There are still some people who probably wrote off this excellent comedy because they see Howard Stern as some villain of decency. Sure, it plays more for those who know their Baba Booey from their Stuttering John, but it’s a movie that honestly can work for anyone, a laugh-out-loud biopic about Howard’s rise to fame with a great performance from Paul Giamatti as the villainous man referred to as “Pig Vomit.”
William Wyler directed this swooning classic rom-com starring Gregory Peck and Audrey Hepburn in two of their most defining roles. Hepburn plays a princess who goes out on her own Rome and runs into a reporter played by Peck. Not only do they have stunning chemistry against a gorgeous backdrop, but Hepburn was so charismatic here that she won the Oscar for Best Actress.
The Skeleton Twins
Craig Johnson directed this dramedy about fraternal twins played wonderfully by Bill Hader and Kristen Wiig that won the Screenwriting Award at Sundance in 2014. Hader plays Milo, a suicidal young man — yes, it’s mostly a comedy — who goes to live with his sister after an attempt. Wiig and Hader have wonderful chemistry as siblings, making their dynamic completely believable. It’s also got one of the best lip-sync scenes ever.

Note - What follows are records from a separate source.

//! ジョブ状態のポーリング
//!
//! 状態取得の結果を受け取り、次に何をするか（待機・完了・失敗・タイムアウト）を
//! 決める純粋な状態機械 `JobPoller` と、それを回す非同期ドライバ
//! `poll_until_terminal` を提供する。
//!
//! ドライバはランタイム非依存: スリープ関数を外から渡すので、
//! CLIでは `tokio::time::sleep`、WASMでは gloo のタイマーで動く。

use crate::error::Result;
use crate::types::{ScanJob, ScanStatus};
use std::future::Future;
use std::sync::atomic::{AtomicBool, AtomicU64, Ordering};
use std::sync::Arc;
use std::time::Duration;

/// ポーリング方針
#[derive(Debug, Clone, Copy, PartialEq)]
pub struct PollPolicy {
    /// 最初の待機間隔
    pub initial_interval: Duration,
    /// 非終端レスポンスごとの間隔倍率
    pub backoff_factor: f64,
    /// 間隔の上限
    pub max_interval: Duration,
    /// 状態レスポンスの最大回数
    pub max_attempts: u32,
    /// 通信エラー時の固定待機
    pub error_retry: Duration,
}

impl Default for PollPolicy {
    fn default() -> Self {
        Self {
            initial_interval: Duration::from_millis(2000),
            backoff_factor: 1.5,
            max_interval: Duration::from_millis(10_000),
            max_attempts: 30,
            error_retry: Duration::from_millis(5000),
        }
    }
}

/// 状態機械が返す次の一手
#[derive(Debug, Clone, PartialEq)]
pub enum PollStep {
    /// 指定時間待ってから再取得
    Retry(Duration),
    Completed,
    /// 失敗（バックエンドのエラーメッセージがあれば保持）
    Failed(Option<String>),
    TimedOut,
}

/// ポーリングの状態機械
#[derive(Debug, Clone)]
pub struct JobPoller {
    policy: PollPolicy,
    attempts: u32,
    interval: Duration,
}

impl JobPoller {
    pub fn new(policy: PollPolicy) -> Self {
        Self {
            interval: policy.initial_interval,
            policy,
            attempts: 0,
        }
    }

    /// 受け取った状態レスポンスの数
    pub fn attempts(&self) -> u32 {
        self.attempts
    }

    /// 状態レスポンスを受け取った
    pub fn on_status(&mut self, status: ScanStatus, error_message: Option<&str>) -> PollStep {
        self.attempts += 1;

        match status {
            ScanStatus::Completed => PollStep::Completed,
            ScanStatus::Failed => PollStep::Failed(
                error_message
                    .filter(|m| !m.trim().is_empty())
                    .map(str::to_string),
            ),
            _ if self.attempts >= self.policy.max_attempts => PollStep::TimedOut,
            _ => {
                let delay = self.interval;
                self.interval = self.next_interval();
                PollStep::Retry(delay)
            }
        }
    }

    /// 通信エラー: 固定時間後に再試行（間隔・回数は変えない）
    pub fn on_transport_error(&mut self) -> PollStep {
        PollStep::Retry(self.policy.error_retry)
    }

    fn next_interval(&self) -> Duration {
        let next_ms = self.interval.as_millis() as f64 * self.policy.backoff_factor;
        let cap_ms = self.policy.max_interval.as_millis() as f64;
        Duration::from_millis(next_ms.min(cap_ms).round() as u64)
    }
}

/// 進捗モーダルの段階
///
/// バックエンドの `progress_stage` 文言からキーワードで判定する。
#[derive(Debug, Clone, Copy, PartialEq, Eq, PartialOrd, Ord)]
pub enum ProgressPhase {
    Starting,
    Reading,
    Analyzing,
    Reporting,
    Done,
}

impl ProgressPhase {
    /// 表示する3段階
    pub const STEPS: [ProgressPhase; 3] = [
        ProgressPhase::Reading,
        ProgressPhase::Analyzing,
        ProgressPhase::Reporting,
    ];

    pub fn from_stage(stage: Option<&str>) -> Self {
        let Some(stage) = stage else {
            return ProgressPhase::Starting;
        };
        let lower = stage.to_lowercase();
        let has = |zh: &str, en: &str| stage.contains(zh) || lower.contains(en);

        if has("完成", "complete") {
            ProgressPhase::Done
        } else if has("報告", "report") {
            ProgressPhase::Reporting
        } else if has("分析", "analy") {
            ProgressPhase::Analyzing
        } else if has("讀取", "read") {
            ProgressPhase::Reading
        } else {
            ProgressPhase::Starting
        }
    }

    /// 段階 `step` を終えたか
    pub fn has_passed(&self, step: ProgressPhase) -> bool {
        *self > step
    }

    /// 段階 `step` の最中か
    pub fn is_at(&self, step: ProgressPhase) -> bool {
        *self == step
    }

    /// i18nキー
    pub fn message_key(&self) -> &'static str {
        match self {
            ProgressPhase::Starting => "dashboard.stage.initializing",
            ProgressPhase::Reading => "dashboard.stage.reading",
            ProgressPhase::Analyzing => "dashboard.stage.analyzing",
            ProgressPhase::Reporting | ProgressPhase::Done => "dashboard.stage.reporting",
        }
    }
}

/// キャンセル用トークン
///
/// クローンは同じフラグを共有する。画面離脱時やCtrl-Cで `cancel()` する。
#[derive(Debug, Clone, Default)]
pub struct CancelToken(Arc<AtomicBool>);

impl CancelToken {
    pub fn new() -> Self {
        Self::default()
    }

    pub fn cancel(&self) {
        self.0.store(true, Ordering::SeqCst);
    }

    pub fn is_cancelled(&self) -> bool {
        self.0.load(Ordering::SeqCst)
    }
}

/// 取得要求の世代
///
/// 画面の対象が変わるたびに `begin()` で世代を進める。応答が返った時点で
/// `is_current()` が偽なら、その結果は古いので捨てる。
#[derive(Debug, Clone, Default)]
pub struct Generation(Arc<AtomicU64>);

impl Generation {
    pub fn new() -> Self {
        Self::default()
    }

    /// 新しい世代を始め、その番号を返す
    pub fn begin(&self) -> u64 {
        self.0.fetch_add(1, Ordering::SeqCst) + 1
    }

    pub fn is_current(&self, ticket: u64) -> bool {
        self.0.load(Ordering::SeqCst) == ticket
    }
}

/// ジョブ状態の取得元
///
/// WASMのfetchはSendでないので、Send境界は付けない。
#[allow(async_fn_in_trait)]
pub trait JobStatusSource {
    async fn fetch_job(&self, job_id: &str) -> Result<ScanJob>;
}

/// ポーリングの最終結果
#[derive(Debug, Clone)]
pub enum PollOutcome {
    Completed(ScanJob),
    Failed(Option<String>),
    TimedOut,
    Cancelled,
}

/// 終端状態までポーリングする
///
/// 1回目の取得は即座に行う。`on_update` は取得に成功するたびに呼ばれる
/// （進捗段階の表示用）。通信エラーは固定間隔で再試行し、APIエラーや
/// 不正なレスポンスは非終端の応答として回数に数える。
pub async fn poll_until_terminal<S, F, Fut, U>(
    source: &S,
    job_id: &str,
    policy: PollPolicy,
    cancel: &CancelToken,
    sleep: F,
    mut on_update: U,
) -> PollOutcome
where
    S: JobStatusSource,
    F: Fn(Duration) -> Fut,
    Fut: Future<Output = ()>,
    U: FnMut(&ScanJob),
{
    let mut poller = JobPoller::new(policy);

    loop {
        if cancel.is_cancelled() {
            return PollOutcome::Cancelled;
        }

        let (step, job) = match source.fetch_job(job_id).await {
            Ok(job) => {
                on_update(&job);
                let step = poller.on_status(job.status, job.error_message.as_deref());
                (step, Some(job))
            }
            Err(e) if e.is_transport() => (poller.on_transport_error(), None),
            Err(_) => (poller.on_status(ScanStatus::Unknown, None), None),
        };

        match step {
            PollStep::Completed => {
                return PollOutcome::Completed(job.unwrap_or_default());
            }
            PollStep::Failed(message) => return PollOutcome::Failed(message),
            PollStep::TimedOut => return PollOutcome::TimedOut,
            PollStep::Retry(delay) => {
                sleep(delay).await;
            }
        }
    }
}
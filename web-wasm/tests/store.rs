//! localStorage 永続化のブラウザテスト
//!
//! `wasm-pack test --headless --firefox web-wasm` で実行する。

use trust_wedo_common::prefs::{LANGUAGE_KEY, THEME_KEY};
use trust_wedo_common::session::SessionUser;
use trust_wedo_common::{Language, PreferenceStore, Session, Theme};
use trust_wedo_web::store::{self, LocalStore};
use wasm_bindgen_test::*;

wasm_bindgen_test_configure!(run_in_browser);

fn reset() {
    let mut local = LocalStore;
    local.set(LANGUAGE_KEY, "zh-TW");
    local.set(THEME_KEY, "light");
    store::clear_session();
}

#[wasm_bindgen_test]
fn test_preferences_survive_reload() {
    reset();
    let mut prefs = store::load_preferences();
    assert_eq!(prefs.language, Language::TraditionalChinese);

    prefs.toggle_language(&mut LocalStore);
    prefs.toggle_theme(&mut LocalStore);

    let reloaded = store::load_preferences();
    assert_eq!(reloaded.language, Language::English);
    assert_eq!(reloaded.theme, Theme::Dark);
    // i18next と同じ生文字列で保存される
    assert_eq!(LocalStore.get(LANGUAGE_KEY).as_deref(), Some("en"));
    reset();
}

#[wasm_bindgen_test]
fn test_session_round_trip() {
    reset();
    assert!(store::load_session().is_none());

    let session = Session {
        access_token: "token".to_string(),
        refresh_token: None,
        expires_at: store::now_secs() + 3600,
        user: SessionUser {
            id: "u1".to_string(),
            email: Some("a@b.co".to_string()),
        },
    };
    store::save_session(&session);
    assert_eq!(store::load_session(), Some(session));

    store::clear_session();
    assert!(store::load_session().is_none());
}
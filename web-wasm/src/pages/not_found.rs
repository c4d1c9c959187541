use crate::app::use_app;
use crate::components::navigation::Navigation;
use leptos::prelude::*;

#[component]
pub fn NotFound() -> impl IntoView {
    let ctx = use_app();

    view! {
        <Navigation />
        <div class="not-found">
            <h1>"404"</h1>
            <p>{move || ctx.tr("notFound.title")}</p>
            <a href="/" class="btn btn-primary">{move || ctx.tr("notFound.back")}</a>
        </div>
    }
}
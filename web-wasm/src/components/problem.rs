//! 課題提起セクション

use crate::app::use_app;
use leptos::prelude::*;

#[component]
pub fn Problem() -> impl IntoView {
    let ctx = use_app();

    view! {
        <section class="section problem">
            <h2>{move || ctx.tr("problem.title")}</h2>
            <p class="text-muted">{move || ctx.tr("problem.desc")}</p>
        </section>
    }
}
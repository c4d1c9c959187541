//! fetch の薄いラッパ

use serde::de::DeserializeOwned;
use trust_wedo_common::{api::api_error, Error, Result};
use wasm_bindgen::prelude::*;
use wasm_bindgen_futures::JsFuture;
use web_sys::{Request, RequestInit, RequestMode, Response};

fn transport(e: JsValue) -> Error {
    Error::Transport(e.as_string().unwrap_or_else(|| format!("{:?}", e)))
}

/// リクエストを送る。通信に失敗したら `Error::Transport`
pub(crate) async fn send(
    method: &str,
    url: &str,
    headers: &[(&str, &str)],
    body: Option<&str>,
) -> Result<Response> {
    let opts = RequestInit::new();
    opts.set_method(method);
    opts.set_mode(RequestMode::Cors);
    if let Some(body) = body {
        opts.set_body(&JsValue::from_str(body));
    }

    let request = Request::new_with_str_and_init(url, &opts).map_err(transport)?;
    if body.is_some() {
        request
            .headers()
            .set("Content-Type", "application/json")
            .map_err(transport)?;
    }
    for (name, value) in headers {
        request.headers().set(name, value).map_err(transport)?;
    }

    let window = web_sys::window().ok_or_else(|| Error::Transport("no window".into()))?;
    let resp_value = JsFuture::from(window.fetch_with_request(&request))
        .await
        .map_err(transport)?;
    resp_value.dyn_into::<Response>().map_err(transport)
}

/// 本文をテキストで読む
pub(crate) async fn read_text(resp: &Response) -> Result<String> {
    let promise = resp.text().map_err(transport)?;
    let value = JsFuture::from(promise).await.map_err(transport)?;
    Ok(value.as_string().unwrap_or_default())
}

/// 2xxなら本文をJSONとして読み、それ以外は `Error::Api` にする
pub(crate) async fn read_json<T: DeserializeOwned>(resp: Response) -> Result<T> {
    if !resp.ok() {
        let body = read_text(&resp).await.unwrap_or_default();
        return Err(api_error(resp.status(), &body, ""));
    }

    let promise = resp.json().map_err(transport)?;
    let json = JsFuture::from(promise).await.map_err(transport)?;
    serde_wasm_bindgen::from_value(json)
        .map_err(|e| Error::Json(<serde_json::Error as serde::de::Error>::custom(e.to_string())))
}

/// 本文を読まずに成否だけ確認する
pub(crate) async fn expect_ok(resp: Response) -> Result<()> {
    if resp.ok() {
        return Ok(());
    }
    let body = read_text(&resp).await.unwrap_or_default();
    Err(api_error(resp.status(), &body, ""))
}
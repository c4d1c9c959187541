//! 難サイト警告
//!
//! 推定値はすべてバックエンドが出したもの。ここでは表示だけ行う。

use crate::app::use_app;
use leptos::prelude::*;
use std::collections::BTreeMap;
use trust_wedo_common::i18n::dimension_name;
use trust_wedo_common::types::DifficultSiteInfo;
use trust_wedo_common::Language;

#[component]
pub fn DifficultSiteWarning(
    info: DifficultSiteInfo,
    detection_message: Option<String>,
    estimated_dimensions: Option<BTreeMap<String, f64>>,
) -> impl IntoView {
    let ctx = use_app();

    let DifficultSiteInfo {
        name,
        name_zh,
        reason,
        estimated_score,
        estimated_grade,
        note,
    } = info;
    let reason = if reason.is_empty() {
        detection_message.unwrap_or_default()
    } else {
        reason
    };
    let site_name = move || match ctx.lang() {
        Language::TraditionalChinese if !name_zh.is_empty() => name_zh.clone(),
        _ => name.clone(),
    };

    let breakdown = estimated_dimensions.filter(|d| !d.is_empty()).map(|dims| {
        let rows = dims
            .into_iter()
            .map(|(key, score)| view! {
                <li>
                    <span>{move || dimension_name(ctx.lang(), &key).to_string()}</span>
                    <span class="estimate-value">{format!("{:.0}", score)}</span>
                </li>
            })
            .collect_view();
        view! {
            <details class="estimate-breakdown">
                <summary>{move || ctx.tr("report.difficult.breakdown")}</summary>
                <ul>{rows}</ul>
            </details>
        }
    });

    view! {
        <section class="card warning-card">
            <h3>"⚠️ " {move || ctx.tr("report.difficult.title")} " · " {site_name}</h3>
            <p>{reason}</p>
            <p class="estimate">
                {move || ctx.tr("report.difficult.estimated")} ": "
                <strong>{format!("{:.0}", estimated_score)}</strong>
                {format!(" ({})", estimated_grade)}
            </p>
            {(!note.is_empty()).then(|| view! { <p class="text-muted">{note}</p> })}
            {breakdown}
        </section>
    }
}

The script for this one is a little thin, but it’s a great example of the sheer ability of a perfect ensemble to make something fun. Just look at who’s in this silly behind-the-scenes look at a daytime soap opera — Sally Field, Kevin Kline, Robert Downey Jr., Whoopi Goldberg, Cathy Moriarty, Teri Hatcher, Carrie Fisher, and Elisabeth Shue. It’s a good choice for when you’re looking for something goofy.
Some Like It Hot
One of the best comedies ever made. It’s as simple as that. When someone in your life is struggling to watch anything made before 1990, introduce them to this Billy Wilder classic, a movie that is so good that it works as a gateway drug to classic cinema. It may have been made in 1959, but the perfect performances by Tony Curtis, Jack Lemmon, and Marilyn Monroe, as well as Wilder’s masterful timing, mean that it’s just as funny as it was six decades ago.
Before they were really household names, Amy Adams and Emily Blunt played sisters in this delicate Sundance dramedy. Adams plays Rose, a house cleaner, and Blunt plays the sister that ends up having to work with her in a new field of cleaning up crime scenes. It’s a character-driven piece with great work from Adams, Blunt, Alan Arkin, and Steve Zahn.
Throw Momma From the Train
Danny DeVito directed this beloved riff on Strangers on a Train, and also stars as a schlub who has a problem in his awful mother, played unforgettably by Anne Ramsey. Billy Crystal plays the guy who agrees to perform the titular act of DeVito’s character will help similarly with his ex-wife.
Under the Silver Lake
A24 had no idea what to do with David Robert Mitchell’s follow-up to It Follows, holding it for almost a year after its Cannes premiere and then barely releasing it at all. The lack of exposure may explain how it snuck its way on to Amazon Prime already, but this film is developing a loyal following. It’s one of those movies that everyone will tell you they always loved in about a decade.
Up in the Air
One of the best midlife-crisis comedies of the modern era, this Oscar winner stars George Clooney as a man who has spent more time on airplanes than he has with his family. Clooney’s Ryan Bingham is a full-time “downsizer,” someone who essentially ruins lives everywhere he goes. Clooney does some of his best work here, matched by Vera Farmiga and a breakthrough performance from Anna Kendrick — all three were nominated for Oscars.
Wayne’s World 2
Seen as something of a bomb when it was released because it made a fraction of the original, this 1993 sequel has grown a loyal cult following over the years. It’s a wonderfully silly movie as Mike Myers and Dana Carvey lean into the more ridiculous aspects of their characters even more than the first movie. It’s just really hard not to love Wayne and Garth.